"Quest'estate non staremo al balcone e la bellezza dell'Italia non rimarrà in quarantena. Potremo andare al mare, in montagna e godere delle nostre città". Sono queste le parole con cui Giuseppe Conte, in un'intervista rilasciata al Corriere della Sera, ha voluto garantire agli italiani che l'emergenza sanitaria non li priverà della possibilità di andare in vacanza.

Queste dichiarazioni hanno suscitato la reazione piccata di Alessandro Meluzzi. Lo psichiatra e opinionista televisivo, rilanciando su Twitter un articolo che riporta le affermazioni del Presidente del Consiglio, ha lasciato intendere che a suo parere si tratterebbe di una mera "concessione" del leader del Governo.

Giuseppe Conte: 'Saranno mesi molto difficili'

Conte al Corriere della Sera ha sottolineato che l'Italia sta attraversando uno dei periodi più difficili della sua storia dal dopoguerra. Ovviamente ci saranno delle ricadute economiche, ma il premier ha garantito il massimo impegno del suo governo nell'assicurare la tenuta finanziaria e sociale del Paese.

In estate potrebbero arrivare ulteriori allentamenti alle restrizioni varate per la tutela della salute pubblica, ma tutto ciò dipenderà dall'evoluzione del quadro epidemiologico.
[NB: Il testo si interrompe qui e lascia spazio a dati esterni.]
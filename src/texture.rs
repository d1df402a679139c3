use std::path::Path;

use glow::HasContext;

use crate::error::DemoError;

/// Mipmapped 2D RGBA texture.
pub struct Texture2d {
    raw: glow::NativeTexture,
}

impl Texture2d {
    /// Decode an image file and upload it.
    pub fn from_file(gl: &glow::Context, path: impl AsRef<Path>) -> Result<Self, DemoError> {
        let image = image::open(path.as_ref())?.to_rgba8();
        let (width, height) = image.dimensions();
        Self::from_rgba(gl, width, height, image.as_raw())
    }

    /// Two-color checkerboard, used when a demo's texture file is not next
    /// to the binary so every demo still runs from a bare checkout.
    pub fn checkerboard(
        gl: &glow::Context,
        cells: u32,
        cell_px: u32,
        a: [u8; 3],
        b: [u8; 3],
    ) -> Result<Self, DemoError> {
        let side = cells * cell_px;
        let mut pixels = Vec::with_capacity((side * side * 4) as usize);
        for y in 0..side {
            for x in 0..side {
                let even = ((x / cell_px) + (y / cell_px)) % 2 == 0;
                let rgb = if even { a } else { b };
                pixels.extend_from_slice(&[rgb[0], rgb[1], rgb[2], 255]);
            }
        }
        Self::from_rgba(gl, side, side, &pixels)
    }

    /// Upload the file if it exists, otherwise fall back to a checkerboard.
    pub fn from_file_or_checkerboard(
        gl: &glow::Context,
        path: impl AsRef<Path>,
    ) -> Result<Self, DemoError> {
        let path = path.as_ref();
        match Self::from_file(gl, path) {
            Ok(texture) => Ok(texture),
            Err(e) => {
                log::warn!(
                    "texture {} unavailable ({e}), using checkerboard fallback",
                    path.display()
                );
                Self::checkerboard(gl, 8, 16, [178, 101, 78], [141, 70, 54])
            }
        }
    }

    fn from_rgba(
        gl: &glow::Context,
        width: u32,
        height: u32,
        pixels: &[u8],
    ) -> Result<Self, DemoError> {
        unsafe {
            let raw = gl.create_texture().map_err(DemoError::from)?;
            gl.bind_texture(glow::TEXTURE_2D, Some(raw));
            gl.tex_parameter_i32(glow::TEXTURE_2D, glow::TEXTURE_WRAP_S, glow::REPEAT as i32);
            gl.tex_parameter_i32(glow::TEXTURE_2D, glow::TEXTURE_WRAP_T, glow::REPEAT as i32);
            gl.tex_parameter_i32(
                glow::TEXTURE_2D,
                glow::TEXTURE_MIN_FILTER,
                glow::LINEAR_MIPMAP_LINEAR as i32,
            );
            gl.tex_parameter_i32(
                glow::TEXTURE_2D,
                glow::TEXTURE_MAG_FILTER,
                glow::LINEAR as i32,
            );
            gl.tex_image_2d(
                glow::TEXTURE_2D,
                0,
                glow::RGBA as i32,
                width as i32,
                height as i32,
                0,
                glow::RGBA,
                glow::UNSIGNED_BYTE,
                glow::PixelUnpackData::Slice(Some(pixels)),
            );
            gl.generate_mipmap(glow::TEXTURE_2D);
            gl.bind_texture(glow::TEXTURE_2D, None);
            Ok(Self { raw })
        }
    }

    pub fn bind(&self, gl: &glow::Context) {
        unsafe { gl.bind_texture(glow::TEXTURE_2D, Some(self.raw)) };
    }

    pub fn unbind(gl: &glow::Context) {
        unsafe { gl.bind_texture(glow::TEXTURE_2D, None) };
    }

    pub fn destroy(&self, gl: &glow::Context) {
        unsafe { gl.delete_texture(self.raw) };
    }
}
Infatti, solo dopo aver studiato i dati relativi al contagio, si potranno "fornire indicazioni precise su date e programmazione". ha aggiunto il premier, che ha ancora una volta ricordato che anche durante le ferie si dovranno rispettare determinate "regole e cautele".

Meluzzi polemico sulle parole utilizzate da Giuseppe Conte

Alessandro Meluzzi, in relazione alle dichiarazioni di Giuseppe Conte sulle prossime vacanze estive, ha reagito su Twitter con una vena polemica e sarcastica: "L'Italia andrà in vacanza. Per gentile concessione di questo grande statista con un virus che si è esaurito troppo presto prima di aver svolto la sua funzione politico-economica".

Queste esternazioni fanno pensare a delle riserve che lo psichiatra nutrirebbe nei confronti del Presidente del Consiglio, che sarebbero in linea con altre sue affermazioni precedenti.

A questo punto, si attende di capire in che modo il governo e Conte sceglieranno di muoversi dopo le prime due settimane di Fase 2, partita il 4 maggio.

Al momento, ci sono diverse regioni che premono per un ulteriore allentamento delle restrizioni allo scopo di rimettere in moto il motore produttivo del Paese.